The piece, at times, is violently orgiastic in its percussive ferocity. There are moments of calm between the periods of shattering mayhem but, gruff and garrulous, Brötzmann’s improvisations respond to Musikfabrik’s notated harassment with rasping resentment. Not for the faint-hearted, I decided to submit rather than resist as Norwegian conductor Christian Eggen directs the onslaught.

There is little relaxation, but some amusement, in eight intricate Zappa pieces. Once again Musikfabrik’s playing is phenomenal with its 17 musicians, under percussionist Dirk Rothbrust, stunning virtuosi.

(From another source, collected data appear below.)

//! Agent state storage - one full snapshot per (agent, session).
//!
//! State blobs are opaque to storage: saves always overwrite the whole
//! row, never merge, so the stored value is exactly what some agent last
//! wrote. Keys lead with the session id so the delete cascade can sweep
//! a session's states with one prefix scan.
//!
//! # Tables
//!
//! - `agent_states`: "{session_id}:{agent_id}" -> state row (JSON)

use std::sync::Arc;

use chrono::Utc;
use redb::{Database, ReadableDatabase, ReadableTable, TableDefinition};
use serde::{Deserialize, Serialize};
use serde_json::Value;

use crate::error::{Result, StorageError, decode_row, encode_row};
use crate::session::{SESSION_TABLE, Session};

pub(crate) const AGENT_STATE_TABLE: TableDefinition<&str, &[u8]> =
    TableDefinition::new("agent_states");

/// A persisted agent snapshot. `state` is owned by the writing agent and
/// never interpreted here.
#[derive(Debug, Clone, Serialize, Deserialize)]
pub struct AgentState {
    pub agent_id: String,
    pub session_id: String,
    pub state: Value,
    pub updated_at: i64,
}

fn state_key(session_id: &str, agent_id: &str) -> String {
    format!("{session_id}:{agent_id}")
}

/// Storage for per-agent session state.
#[derive(Clone)]
pub struct AgentStateStorage {
    db: Arc<Database>,
}

impl AgentStateStorage {
    /// Create a new AgentStateStorage instance.
    pub fn new(db: Arc<Database>) -> Result<Self> {
        let write_txn = db.begin_write()?;
        write_txn.open_table(AGENT_STATE_TABLE)?;
        write_txn.open_table(SESSION_TABLE)?;
        write_txn.commit()?;

        Ok(Self { db })
    }

    /// Overwrite the snapshot for (agent, session) and bump the session's
    /// `last_active`, in one transaction.
    ///
    /// Fails with `Integrity` if the session does not exist. Concurrent
    /// saves serialize on the write transaction, so the surviving row is
    /// always one caller's complete snapshot.
    pub fn save(&self, agent_id: &str, session_id: &str, state: Value) -> Result<AgentState> {
        let write_txn = self.db.begin_write()?;
        let row = {
            let mut session_table = write_txn.open_table(SESSION_TABLE)?;
            let mut session: Session = match session_table.get(session_id)? {
                Some(value) => decode_row(value.value(), &format!("session {session_id}"))?,
                None => {
                    return Err(StorageError::Integrity(format!(
                        "session {session_id} does not exist"
                    )));
                }
            };

            let now = Utc::now().timestamp_millis();
            let row = AgentState {
                agent_id: agent_id.to_string(),
                session_id: session_id.to_string(),
                state,
                updated_at: now,
            };

            let mut table = write_txn.open_table(AGENT_STATE_TABLE)?;
            let bytes = encode_row(&row)?;
            table.insert(state_key(session_id, agent_id).as_str(), bytes.as_slice())?;

            session.last_active = session.last_active.max(now);
            let session_bytes = encode_row(&session)?;
            session_table.insert(session_id, session_bytes.as_slice())?;

            row
        };
        write_txn.commit()?;
        Ok(row)
    }

    pub fn load(&self, agent_id: &str, session_id: &str) -> Result<Option<AgentState>> {
        let read_txn = self.db.begin_read()?;
        let table = read_txn.open_table(AGENT_STATE_TABLE)?;

        match table.get(state_key(session_id, agent_id).as_str())? {
            Some(value) => Ok(Some(decode_row(
                value.value(),
                &format!("agent state {session_id}:{agent_id}"),
            )?)),
            None => Ok(None),
        }
    }
}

Directed by French maestro Jean Deroyer, the RTÉ NSO introduces complex major works by our own Jennifer Walshe – The Site of an Investigation  – and David Fennessy – Conquest of the Useless. Both composers are also soloists – she as versatile vocalist and he on electric guitar. Their music is extraordinarily imaginative.

I find the adventurous 30-minute Walshe piece thought provoking and disturbing. Maybe that’s the idea behind the composer’s message alerting us to “our calamitous situation”.  I hear touches of Mahler’s 1st Symphony coming through Ms Walshe’s idiosyncratic scoring but wonder if ‘the lady doth protest too much’.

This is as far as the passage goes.